GSK and Genmab have received approval of Arzerra (ofatumumab) from the FDA for use in patients with chronic lymphocytic leukemia (CLL) that do not respond to fludarabine and alemtuzumab. Arzerra is a monoclonal antibody that causes the body’s immune response to fight against normal and cancerous B-cells.

The approval is based on results from a study in which 42% of patients with CLL, who did not respond to both fludarabine and alemtuzumab (two therapies used in treating CLL), responded to treatment with Arzerra. These patients had a median duration of response of 6.5 months. The most common adverse reactions were neutropenia, pneumonia, pyrexia, cough, diarrhea, anemia, fatigue, dyspnea, rash, nausea, bronchitis, and upper respiratory tract infections. The most common serious adverse reactions seen were infections (including pneumonia and sepsis), neutropenia, and pyrexia.

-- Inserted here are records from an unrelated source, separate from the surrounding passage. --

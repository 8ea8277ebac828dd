//! Pure identity verification.
//!
//! `evaluate` maps an observed identity, the applicable policy, and the
//! applicable stored record to a verdict. It never mutates the store; all
//! storage writes happen in the service after a verdict (or a resolved
//! prompt) says so.

use identity::{fingerprint, ObservedIdentity, PromptReason, RejectReason, TrustPolicy, Verdict};

use crate::store::TrustRecord;

/// Evaluates an observed identity against the applicable policy and record.
///
/// The policy match is exhaustive: adding a policy variant is a compile
/// error until its row of the decision table is written here.
pub fn evaluate(
    observed: &ObservedIdentity,
    policy: TrustPolicy,
    record: Option<&TrustRecord>,
) -> Verdict {
    let known = record.map(|r| {
        (
            fingerprint::matches(&r.identity.fingerprint, &observed.fingerprint),
            r.identity.clone(),
        )
    });

    match policy {
        // Strict never auto-trusts an unseen key; the record must have been
        // provisioned out of band.
        TrustPolicy::Strict => match known {
            None => Verdict::Reject(RejectReason::NoPreApprovedIdentity),
            Some((true, _)) => Verdict::Accept,
            Some((false, _)) => Verdict::Reject(RejectReason::IdentityMismatch),
        },

        // AlwaysTrust must never block a connection; the caller still
        // records the identity for later inspection.
        TrustPolicy::AlwaysTrust => Verdict::Accept,

        TrustPolicy::Tofu => match known {
            None => Verdict::Prompt {
                reason: PromptReason::FirstUse,
                stored: None,
            },
            Some((true, _)) => Verdict::Accept,
            Some((false, stored)) => Verdict::Prompt {
                reason: PromptReason::Mismatch,
                stored: Some(stored),
            },
        },

        // AlwaysAsk reconfirms even a matching fingerprint, but keeps
        // first-use framing distinct from mismatch framing.
        TrustPolicy::AlwaysAsk => match known {
            None => Verdict::Prompt {
                reason: PromptReason::FirstUse,
                stored: None,
            },
            Some((true, stored)) => Verdict::Prompt {
                reason: PromptReason::FirstUse,
                stored: Some(stored),
            },
            Some((false, stored)) => Verdict::Prompt {
                reason: PromptReason::Mismatch,
                stored: Some(stored),
            },
        },
    }
}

“The approval of Arzerra brings an important new treatment option to patients with refractory CLL,” said Lisa N. Drakeman, Ph.D., chief executive officer of Genmab. “This approval also marks a key milestone for Genmab as it is our first antibody to reach the market. All of us involved in the development of Arzerra are pleased that we have been able to move the product so quickly through research and development and meet our goal of providing this innovative therapy to patients.”

“Arzerra is a significant step forward in helping patients and physicians better manage the challenges of refractory CLL. Patients now have a new choice,” said Kathy Rouan, Ph.D., vice president and medicines development leader at GlaxoSmithKline. “The Arzerra approval demonstrates the commitment of the GSK BioPharm and Oncology Units to developing new biopharmaceutical treatment options for cancer patients.”